Recent studies have shown that the nonlinear and transient hydrodynamics of extracellular matrices in biological systems, such as increased stiffness, viscous dissipation, stress relaxation, and plasticity can substantially affect cell spreading, proliferation, and differentiation. Here, we report the strain stiffening and softening of composite 0.05 wt% agarose hydrogels composed of 0.038 wt% fluorescent dendritic chitosan nanocolloids dispersed in a water/glycerol solvent. A sol-gel transition occurs when the agarose is cooled below the gel point, during which the chitosan nanocolloids self-assemble into a complex architecture within the agarose. The composite displays increased stiffness while still retaining high fracture strains. More interestingly, the presence of soft dendritic networks results in a complex stiffening-to-softening transition in response to various oscillatory and steady shear strains. The increased stiffness of the biopolymer composite is likely due to the formation of a dual network hydrogel in which chitosan microfibers form a sacrificial load-bearing network within the agarose matrix.
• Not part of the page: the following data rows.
//! xAPI Statement Model
//!
//! Typed representation of xAPI statements, built from raw JSON documents:
//!
//! - **statement**: `Statement` and `Verb`
//! - **actor**: `Agent`, `Group` and the `Actor` union
//! - **object**: `Activity`, `StatementRef`, `SubStatement` and the `StatementObject` union
//! - **result**: `Outcome` (the `result` block) and `Score`
//! - **context**: `Context`, `ContextActivities` and `Attachment`
//! - **time**: `Timestamp` (keeps its source string) and `IsoDuration`
//! - **language**: `LanguageMap` and extensions
//!
//! Wire keys follow the xAPI JSON schema exactly (`objectType`, `moreInfo`,
//! `contextActivities`, ...); field names in Rust are snake_case.
//!
//! # Example
//!
//! ```rust
//! use xapi_lens::model::Statement;
//!
//! let statement = Statement::from_value(serde_json::json!({
//!     "actor": {"name": "Alice", "mbox": "mailto:alice@example.com"},
//!     "verb": {"id": "http://adlnet.gov/expapi/verbs/completed"},
//!     "object": {"id": "http://example.com/course/1"},
//!     "timestamp": "2025-01-01T08:00:00Z"
//! }))
//! .unwrap();
//!
//! assert_eq!(statement.actor.name(), Some("Alice"));
//! ```

mod actor;
mod context;
mod error;
mod language;
mod object;
mod result;
mod statement;
mod time;

pub use actor::{Account, Actor, Agent, Group, Ifi};
pub use context::{Attachment, Context, ContextActivities};
pub use error::{StatementError, StatementResult};
pub use language::{Extensions, LanguageMap};
pub use object::{
    Activity, ActivityDefinition, InteractionComponent, InteractionType, StatementObject,
    StatementRef, SubStatement,
};
pub use result::{Outcome, Score};
pub use statement::{Statement, Verb};
pub use time::{parse_instant, IsoDuration, Timestamp};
The dendritic chitosan network might also suppress non-affine deformation within a softer agarose matrix. At intermediate strains, redistribution of internal stress occurs through temporary disruption in the chitosan network which could explain the observed softening properties. At higher strains, the background agarose matrix dominates the strain response as indicated by network stiffening until fracture. We use a confocal rheometer to visualize the heterogeneous yielding and breakdown of the inter-connected cluster network of chitosan microfibers within the strain softening regime to determine the microstructural mechanism responsible for strain softening. Findings from this study can help understand how cells might respond to the rheologically complex microenvironments that are abundantly found in nature.